Not all policy planners or poets reveled in dreams of empire, of course. Several critics, including most recently Brean Hammond and Christine Gerrard, have detailed the political and partisan affiliations that motivated poets to espouse differing positions on public issues (including, of course, those that produced the spate of satires which gave literary culture in the early decades of the eighteenth century its characteristic energy and bite). Some poets argued vociferously against Britain's development of its overseas commerce: the wealth that resulted, they believed, accrued to urban constituencies unmindful of the age-old agricultural and rural basis of the English economy and society. Oliver Goldsmith's Citizen of the World has Lien Chi Altangi, his Chinese observer of European and British mores, note in Letter 25 that extending empire is often diminishing power, that countries are ever strongest which are internally powerful; that colonies by draining away the brave and the enterprising, leave the country in the hands of the timid and the avaricious; ... that too much commerce may injure a nation as much as too little; that there is a wide difference between a conquering and a flourishing empire.

Goldsmith's best-known poem, The Deserted Village (1770), derives from his concern that those who made enormous fortunes overseas, or even while trading and banking in London, were directly responsible for rural dispossession and depopulation, in that they enclosed lands and developed estates that destroyed local subsistence economies and pauperized sharecroppers. While this may not have been the sole cause — the development of farming machinery and agricultural techniques encouraged capital-intensive farming on large farms, which was another incentive to consolidate holdings — Goldsmith made clear his feelings about the state of the nation (and its empire) in The Traveller, or a Prospect of Society (1764):

Laws grind the poor and rich men rule the law; The wealth of climes, where savage nations roam, Pillaged from slaves to purchase slaves at home;

Have we not seen, round Britain's peopled shore, Her useful sons exchanged for useless ore? Seen all her triumphs but destruction haste, Like flaring tapers brightening as they waste; Seen opulence, her grandeur to maintain, Lead stern depopulation in her train, And over fields where scattered hamlets rose, In barren solitary pomp repose? Have we not seen at pleasure's lordly call, The smiling long-frequented village fall?

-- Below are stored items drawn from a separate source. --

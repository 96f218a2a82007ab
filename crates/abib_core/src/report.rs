//! Plain-text report rendering.
//!
//! Output goes through the [`OutputWriter`] seam so hosts decide where text
//! lands (a console, a UI pane, a capture buffer in tests). The layouts are
//! fixed-width; [`format_field`] produces the numeric columns.

use chrono::{NaiveTime, Timelike};

use abib_astronomy::LunarYear;
use abib_calendar::to_civil_date;
use abib_feasts::FloodTable;
use abib_types::{format_year, CivilDate, CreationCandidate, FeastCandidate, Location,
    MONTH_ABBREV};

/// Text sink for the report renderers.
pub trait OutputWriter {
    fn write(&mut self, text: &str);

    fn write_line(&mut self, text: &str) {
        self.write(text);
        self.write("\n");
    }

    fn clear(&mut self) {}
}

/// An in-memory writer.
#[derive(Debug, Default, Clone)]
pub struct BufferWriter {
    buffer: String,
}

impl BufferWriter {
    pub fn new() -> Self {
        Self::default()
    }

    pub fn contents(&self) -> &str {
        &self.buffer
    }
}

impl OutputWriter for BufferWriter {
    fn write(&mut self, text: &str) {
        self.buffer.push_str(text);
    }

    fn clear(&mut self) {
        self.buffer.clear();
    }
}

/// Formats a number into a fixed-width column of `width + 1` characters.
///
/// Decimal places shrink as the integer part grows; integers keep a single
/// trailing `.0`; anything longer than the column is cut to fit.
pub fn format_field(value: f64, width: usize) -> String {
    let width = width.max(2);
    let mut int_len = 0usize;
    let mut t = value;
    while t.abs() > 1.0 {
        t /= 10.0;
        int_len += 1;
    }
    let eff_width = if int_len >= width { int_len + 1 } else { width };
    let decimals = if value.abs() < 1.0 {
        eff_width.saturating_sub(int_len + 2)
    } else {
        eff_width.saturating_sub(int_len + 1)
    };
    let scale = 10f64.powi(decimals as i32);
    let rounded = (value * scale).round() / scale;

    let mut s = if rounded.fract() == 0.0 {
        format!("{rounded:.1}")
    } else {
        let mut s = format!("{rounded:.decimals$}");
        while s.contains('.') && s.ends_with('0') {
            s.pop();
        }
        if s.ends_with('.') {
            s.pop();
        }
        s
    };

    let target = width + 1;
    s.truncate(target);
    while s.len() < target {
        s.push(' ');
    }
    s
}

/// Era-suffixed year padded right to nine characters.
fn year_column(year: i32) -> String {
    let mut s = format_year(year);
    while s.len() < 9 {
        s.push(' ');
    }
    s
}

fn civil(jd: f64) -> String {
    let d = to_civil_date(jd);
    format!("{}/{}/{}", d.day.floor() as i64, d.month, d.year)
}

/// The listings read in a 12-hour evening frame: 19:48 prints as "7:48".
fn clock(t: NaiveTime) -> String {
    format!("{:2}:{:02}", t.hour() % 12, t.minute())
}

fn degrees_minutes(value: f64) -> (i64, i64) {
    let deg = value.abs().floor();
    let min = ((value.abs() - deg) * 60.0).round();
    (deg as i64, min as i64)
}

/// `(Name, 31°47'N 35°13'E GMT +2)` location header line.
fn location_line(w: &mut dyn OutputWriter, name: &str, location: &Location) {
    let (lat_d, lat_m) = degrees_minutes(location.latitude);
    let (lon_d, lon_m) = degrees_minutes(location.longitude);
    let lat_dir = if location.latitude >= 0.0 { "N" } else { "S" };
    let lon_dir = if location.longitude >= 0.0 { "E" } else { "W" };
    let offset = location.utc_offset_hours;
    let gmt = if offset >= 0.0 { format!("+{offset}") } else { format!("{offset}") };
    w.write_line(&format!(
        "({name}, {lat_d}\u{b0}{lat_m}'{lat_dir} {lon_d}\u{b0}{lon_m}'{lon_dir} GMT {gmt})"
    ));
    w.write_line("");
}

/// The per-lunation new-moon table for a year of observations.
pub fn new_moons_report(
    w: &mut dyn OutputWriter,
    observed: &LunarYear,
    name: &str,
    location: &Location,
) {
    w.write_line(&format!("{} CALCULATED NEW MOONS", year_column(observed.year)));
    w.write_line("");
    location_line(w, name, location);

    for month in &observed.months {
        w.write_line(" Date     Sunset Moonset   Illum. Sun's  [Moon's at Sunset]  Sun's    Visib   Visible?");
        w.write_line("(Evening)                    %    Azimuth Azimuth Altitude   Alt(M)   Number");
        for e in &month.evenings {
            let month_name = MONTH_ABBREV.get(e.date.month as usize).copied().unwrap_or("???");
            w.write(&format!("{:<2} {}", e.date.day.floor() as i64, month_name));
            w.write(&format!("   {}", clock(e.sunset)));
            w.write(&format!("  {}", clock(e.moonset)));
            w.write(&format!("    {}", format_field(e.illumination_pct, 4)));
            w.write(&format!("  {}", format_field(e.sun_azimuth, 5)));
            w.write(&format!("  {}", format_field(e.moon_azimuth, 5)));
            w.write(&format!("   {}", format_field(e.moon_altitude, 4)));
            w.write(&format!("      {}", format_field(e.sun_altitude_at_moonset, 4)));
            w.write(&format!("    {}", format_field(e.visibility_index, 5)));
            w.write_line(&format!("  {}", e.tier));
        }
        w.write_line("");
    }
}

/// Crucifixion candidates: the detailed single-year layout, or the year list
/// for a range.
pub fn crucifixion_report(
    w: &mut dyn OutputWriter,
    start: i32,
    end: i32,
    candidates: &[FeastCandidate],
) {
    if end > start {
        w.write_line("The following years may have the Passover sacrifice on Wednesday.");
        w.write_line(&format!("First year of run is {}", format_year(start)));
        w.write_line(&format!("Last year of run is {}", format_year(end)));
        w.write_line("==============================");
        for c in candidates {
            w.write(&format!("{}  ", format_year(c.year)));
        }
        w.write_line("");
        return;
    }

    w.write_line(&format!(
        "Possible Dates for Jesus' Crucifixion, Resurrection and Pentecost in {}",
        format_year(start)
    ));
    for c in candidates {
        w.write_line(&format!("Abib 1 is {}", civil(c.abib1_jd)));
        w.write_line(&format!("Passover sacrifice is {}", civil(c.passover_jd)));
        w.write_line("********** This year has the proper day of the week for Christ's death. **********");
        w.write_line(&format!(
            "Feast of Unleavened Bread runs from {} to {}",
            civil(c.unleavened_start_jd),
            civil(c.unleavened_end_jd)
        ));
        w.write_line(&format!("The Wave Offering (the First-Fruit) is {}", civil(c.wave_offering_jd)));
        w.write_line(&format!("First-Fruits (Pentecost) is {}", civil(c.pentecost_jd)));
    }
}

/// Jordan-crossing candidates.
pub fn jordan_report(w: &mut dyn OutputWriter, start: i32, end: i32, candidates: &[FeastCandidate]) {
    if end > start {
        w.write_line("The following years may have the Passover sacrifice on the Sabbath.");
        for c in candidates {
            w.write(&format!("{}  ", format_year(c.year)));
        }
        w.write_line("");
        return;
    }

    w.write_line(&format!("Possible Dates for the Jordan Crossing in {}", format_year(start)));
    for c in candidates {
        w.write_line(&format!("Passover sacrifice is {}", civil(c.passover_jd)));
        w.write_line(&format!("The Wave Offering (the First-Fruit) is {}", civil(c.wave_offering_jd)));
        w.write_line(&format!("First-Fruits (Pentecost) is {}", civil(c.pentecost_jd)));
    }
}

/// Creation candidates (Abib 1 on Sunday).
pub fn creation_report(
    w: &mut dyn OutputWriter,
    start: i32,
    end: i32,
    candidates: &[CreationCandidate],
) {
    if end > start {
        w.write_line("The following years may have Abib 1 on Sunday.");
        for c in candidates {
            w.write(&format!("{}  ", format_year(c.year)));
        }
        w.write_line("");
        return;
    }

    w.write_line(&format!("Possible Dates for Creation in {}", format_year(start)));
    for c in candidates {
        w.write_line(&format!("Abib 1 is {}", civil(c.abib1_jd)));
    }
}

/// The three-column Flood-duration table.
pub fn flood_report(w: &mut dyn OutputWriter, table: &FloodTable) {
    w.write_line(&format!(
        "First year of run is {}          Last year of run is {}",
        format_year(table.start_year),
        format_year(table.end_year)
    ));
    w.write_line(" 150 days           149(+1)             148(+2)");
    w.write_line(" ===================================================================");

    let exact: Vec<i32> = table.exact_150().map(|y| y.year).collect();
    let plus1: Vec<i32> = table.plus_one().map(|y| y.year).collect();
    let plus2: Vec<i32> = table.plus_two().map(|y| y.year).collect();
    let rows = exact.len().max(plus1.len()).max(plus2.len());

    for i in 0..rows {
        let mut line = String::new();
        for column in [&exact, &plus1] {
            match column.get(i) {
                Some(y) => line.push_str(&format!("{:<20}", format_year(*y))),
                None => line.push_str(&" ".repeat(20)),
            }
        }
        if let Some(y) = plus2.get(i) {
            line.push_str(&format_year(*y));
        }
        w.write_line(&line);
    }
}

/// Daily sunset listing for the opening months of a year, four to a row.
pub fn sunsets_report(
    w: &mut dyn OutputWriter,
    year: i32,
    location: &Location,
    days: &[(CivilDate, NaiveTime)],
) {
    w.write_line(&format!("{} CALCULATED SUNSETS", year_column(year)));
    w.write_line(&format!(
        "Location: Latitude {}, Longitude {}, GMT Offset {}",
        location.latitude, location.longitude, location.utc_offset_hours
    ));
    w.write_line("Times do not reflect changes in 'Daylight Saving Time'");
    w.write_line("________________________________________________________________________________________");

    for (i, (date, time)) in days.iter().enumerate() {
        if i % 4 == 0 && i > 0 {
            w.write_line("");
        }
        w.write(&format!("{}/{} {} PM    ", date.day.floor() as i64, date.month, clock(*time)));
    }
    w.write_line("");
}
//! Command-line and environment configuration.

use crate::dispatch::Stage;
use crate::sandbox::{ResourceLimits, SandboxConfig};
use clap::{Parser, Subcommand};
use std::collections::HashMap;
use std::path::PathBuf;
use std::time::Duration;

#[derive(Parser, Debug)]
#[command(name = "resl", version)]
#[command(about = "Run code snippets posted as chat commands")]
pub struct Args {
    #[command(subcommand)]
    pub command: Commands,
}

#[derive(Subcommand, Debug)]
pub enum Commands {
    /// Start the HTTP server
    Serve(ServeArgs),
    /// Run one snippet locally and print its output
    Exec(ExecArgs),
}

#[derive(clap::Args, Debug, Clone)]
pub struct SandboxArgs {
    /// Language registry file
    #[arg(long, env = "RESL_LANGUAGES", default_value = "languages.json")]
    pub languages: PathBuf,

    /// Wall-clock limit per execution in milliseconds
    #[arg(long, default_value = "10000")]
    pub timeout_ms: u64,

    /// Where per-execution directories are created (defaults to the system temp dir)
    #[arg(long, env = "RESL_SCRATCH_DIR")]
    pub scratch_dir: Option<PathBuf>,

    /// Captured output is cut to this many bytes
    #[arg(long, default_value = "65536")]
    pub max_output_bytes: usize,

    /// Maximum number of open files
    #[arg(long, default_value = "256")]
    pub nofile: u64,

    /// Maximum file size in KB
    #[arg(long)]
    pub fsize: Option<u64>,

    /// Memory (address space) limit in KB
    #[arg(long)]
    pub mem: Option<u64>,
}

impl SandboxArgs {
    pub fn timeout(&self) -> Duration {
        Duration::from_millis(self.timeout_ms)
    }

    pub fn sandbox_config(&self) -> SandboxConfig {
        SandboxConfig {
            timeout: self.timeout(),
            scratch_dir: self
                .scratch_dir
                .clone()
                .unwrap_or_else(std::env::temp_dir),
            max_output_bytes: self.max_output_bytes,
            limits: ResourceLimits {
                nofile: self.nofile,
                fsize_kb: self.fsize,
                mem_kb: self.mem,
            },
        }
    }
}

#[derive(clap::Args, Debug, Clone)]
pub struct ServeArgs {
    /// Port to listen on
    #[arg(long, env = "RESL_PORT", default_value = "8080")]
    pub port: u16,

    /// Shared secret used to sign incoming webhooks
    #[arg(long, env = "RESL_SIGNING_SECRET", hide_env_values = true)]
    pub signing_secret: String,

    /// Bot token used to open input forms
    #[arg(long, env = "RESL_BOT_TOKEN", hide_env_values = true)]
    pub bot_token: Option<String>,

    /// Endpoint that opens input forms
    #[arg(
        long,
        env = "RESL_VIEWS_OPEN_URL",
        default_value = "https://slack.com/api/views.open"
    )]
    pub views_open_url: String,

    /// Responder stage endpoint; with --sandbox-url, stages are invoked over HTTP
    #[arg(long, env = "RESL_RESPONDER_URL", requires = "sandbox_url")]
    pub responder_url: Option<String>,

    /// Sandbox stage endpoint
    #[arg(long, env = "RESL_SANDBOX_URL", requires = "responder_url")]
    pub sandbox_url: Option<String>,

    /// Token guarding the stage endpoints, sent and checked as x-stage-token
    #[arg(long, env = "RESL_STAGE_TOKEN", hide_env_values = true)]
    pub stage_token: Option<String>,

    #[command(flatten)]
    pub sandbox: SandboxArgs,
}

impl ServeArgs {
    /// Remote stage endpoints, when both are configured.
    pub fn stage_endpoints(&self) -> Option<HashMap<Stage, String>> {
        let responder = self.responder_url.clone()?;
        let sandbox = self.sandbox_url.clone()?;
        Some(HashMap::from([
            (Stage::Responder, responder),
            (Stage::Sandbox, sandbox),
        ]))
    }
}

#[derive(clap::Args, Debug, Clone)]
pub struct ExecArgs {
    /// Language key from the registry
    pub language: String,

    /// Code to run; several arguments are joined with spaces
    #[arg(required = true, trailing_var_arg = true, allow_hyphen_values = true)]
    pub code: Vec<String>,

    #[command(flatten)]
    pub sandbox: SandboxArgs,
}

impl ExecArgs {
    /// The snippet as it would arrive in a chat command.
    pub fn command_text(&self) -> String {
        format!("{} {}", self.language, self.code.join(" "))
    }
}
//! Posts results back to the chat callback URL.

use crate::types::{ExecutionRequest, ExecutionResult};
use async_trait::async_trait;
use serde::Serialize;
use std::time::Duration;
use thiserror::Error;
use tracing::{error, info};

pub const NO_OUTPUT: &str = "[No output]";
pub const FAILURE_MESSAGE: &str = "Sorry! Unable to setup execution environment :(";

#[derive(Error, Debug)]
pub enum DeliveryError {
    #[error("callback request failed: {0}")]
    Transport(#[from] reqwest::Error),
    #[error("callback endpoint answered {0}")]
    Status(reqwest::StatusCode),
}

#[derive(Debug, Clone, PartialEq, Eq, Serialize)]
pub struct CallbackMessage {
    #[serde(skip_serializing_if = "Option::is_none")]
    pub response_type: Option<&'static str>,
    pub text: String,
}

#[async_trait]
pub trait CallbackSink: Send + Sync {
    async fn deliver(&self, url: &str, message: &CallbackMessage) -> Result<(), DeliveryError>;
}

pub struct HttpCallback {
    client: reqwest::Client,
    timeout: Duration,
}

impl HttpCallback {
    pub fn new(client: reqwest::Client, timeout: Duration) -> Self {
        Self { client, timeout }
    }
}

#[async_trait]
impl CallbackSink for HttpCallback {
    async fn deliver(&self, url: &str, message: &CallbackMessage) -> Result<(), DeliveryError> {
        let response = self
            .client
            .post(url)
            .timeout(self.timeout)
            .json(message)
            .send()
            .await?;
        let status = response.status();
        if !status.is_success() {
            return Err(DeliveryError::Status(status));
        }
        Ok(())
    }
}

/// What the responder has to report.
#[derive(Debug, Clone, PartialEq, Eq)]
pub enum Outcome {
    Output(ExecutionResult),
    Failure,
}

pub struct Responder {
    sink: Box<dyn CallbackSink>,
}

impl Responder {
    pub fn new(sink: Box<dyn CallbackSink>) -> Self {
        Self { sink }
    }

    /// Delivers once, best effort. Delivery errors are logged and dropped since
    /// there is nobody left to tell.
    pub async fn respond(&self, request: &ExecutionRequest, outcome: Outcome) {
        let message = render(request, &outcome);
        match self.sink.deliver(&request.callback_url, &message).await {
            Ok(()) => info!(
                language = %request.language_key,
                modal = request.is_modal_round_trip,
                "Result delivered"
            ),
            Err(e) => error!(
                url = %request.callback_url,
                error = %e,
                "Failed to deliver result"
            ),
        }
    }

    pub async fn report_failure(&self, request: &ExecutionRequest) {
        self.respond(request, Outcome::Failure).await;
    }
}

/// Builds the callback message for an outcome.
pub fn render(request: &ExecutionRequest, outcome: &Outcome) -> CallbackMessage {
    let text = match outcome {
        Outcome::Failure => FAILURE_MESSAGE.to_string(),
        Outcome::Output(result) => {
            let output = result.rendered_output();
            let output = if output.is_empty() { NO_OUTPUT } else { output.as_str() };
            if request.is_modal_round_trip {
                format!(
                    "<@{}>\n{}\n{}",
                    request.user_id,
                    fenced(&request.code),
                    fenced(output)
                )
            } else {
                fenced(output)
            }
        }
    };
    CallbackMessage {
        response_type: Some("in_channel"),
        text,
    }
}

/// Wraps text in a triple-backtick block. Backticks inside are escaped so the
/// block cannot be closed early.
pub fn fenced(text: &str) -> String {
    format!("```{}```", text.replace('`', "\\`"))
}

When Samuel Johnson supplied the last four lines of The Deserted Village, he emphasized Goldsmith's political concern about the deleterious domestic impact of overseas trading and empire:

Teach erring man to spurn the rage of gain; Teach him that states of native strength possessed, Though very poor, may still be very blest; That trade's proud empire hastes to swift decay, As ocean sweeps the laboured mole away;

While self-dependent power can time defy, As rocks resist the billows and the sky.

Johnson's closing image, in which the ocean destroys that which has been built up laboriously over time, reverses the poetic convention, exemplified by Edward Young's usage above, in which the oceans are seen to be the natural source of British greatness.